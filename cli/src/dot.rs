/*! Graphviz DOT rendering of automata.

Built exclusively on the public introspection surface of the `rdfa` crate:
state enumeration, the initial state, the accepting set, and the per-state
transition maps. Accepting states are drawn as double circles, the initial
state gets an arrow from an invisible node, epsilon edges are labeled `ε`,
and DFA states carry their constituent-identity sets for traceability back
to the automaton they were built from.
*/

use itertools::Itertools;

use rdfa::{Dfa, Nfa, EPSILON};

/// Renders an NFA in DOT format.
pub fn nfa(nfa: &Nfa) -> String {
    let mut out = String::from(
        "digraph nfa {\n  rankdir=LR;\n  node [shape = circle];\n",
    );
    for id in nfa.accepting_states() {
        out.push_str(&format!("  s{} [shape = doublecircle];\n", id));
    }
    if let Some(initial) = nfa.initial() {
        out.push_str("  start [label = \"\", shape = plaintext];\n");
        out.push_str(&format!("  start -> s{};\n", initial));
    }
    for (id, state) in nfa.states() {
        for (symbol, destinations) in
            state.transitions().sorted_by_key(|(symbol, _)| *symbol)
        {
            for &destination in destinations {
                out.push_str(&format!(
                    "  s{} -> s{} [label = \"{}\"];\n",
                    id,
                    destination,
                    edge_label(symbol)
                ));
            }
        }
    }
    out.push_str("}\n");
    out
}

/// Renders a DFA in DOT format. State labels include the constituent
/// identity set of each state.
pub fn dfa(dfa: &Dfa) -> String {
    let mut out = String::from(
        "digraph dfa {\n  rankdir=LR;\n  node [shape = circle];\n",
    );
    for (id, state) in dfa.states() {
        let shape =
            if state.is_accepting() { "doublecircle" } else { "circle" };
        out.push_str(&format!(
            "  s{} [shape = {}, label = \"{}: {{{}}}\"];\n",
            id,
            shape,
            id,
            state.label().iter().join(", ")
        ));
    }
    if let Some(initial) = dfa.initial() {
        out.push_str("  start [label = \"\", shape = plaintext];\n");
        out.push_str(&format!("  start -> s{};\n", initial));
    }
    for (id, state) in dfa.states() {
        for (symbol, destination) in
            state.transitions().sorted_by_key(|(symbol, _)| *symbol)
        {
            out.push_str(&format!(
                "  s{} -> s{} [label = \"{}\"];\n",
                id,
                destination,
                edge_label(symbol)
            ));
        }
    }
    out.push_str("}\n");
    out
}

fn edge_label(symbol: char) -> String {
    match symbol {
        EPSILON => "ε".to_string(),
        '"' => "\\\"".to_string(),
        '\\' => "\\\\".to_string(),
        symbol => symbol.to_string(),
    }
}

Exercise aim. The reply should hold only the lines from the beginning of the listing to the line with "for id in nfa.accepting_states()", both ends included, unchanged.

Result of the task.
filename cli/src/dot.rs
/*! Graphviz DOT rendering of automata.

Built exclusively on the public introspection surface of the `rdfa` crate:
state enumeration, the initial state, the accepting set, and the per-state
transition maps. Accepting states are drawn as double circles, the initial
state gets an arrow from an invisible node, epsilon edges are labeled `ε`,
and DFA states carry their constituent-identity sets for traceability back
to the automaton they were built from.
*/

use itertools::Itertools;

use rdfa::{Dfa, Nfa, EPSILON};

/// Renders an NFA in DOT format.
pub fn nfa(nfa: &Nfa) -> String {
    let mut out = String::from(
        "digraph nfa {\n  rankdir=LR;\n  node [shape = circle];\n",
    );
    for id in nfa.accepting_states() {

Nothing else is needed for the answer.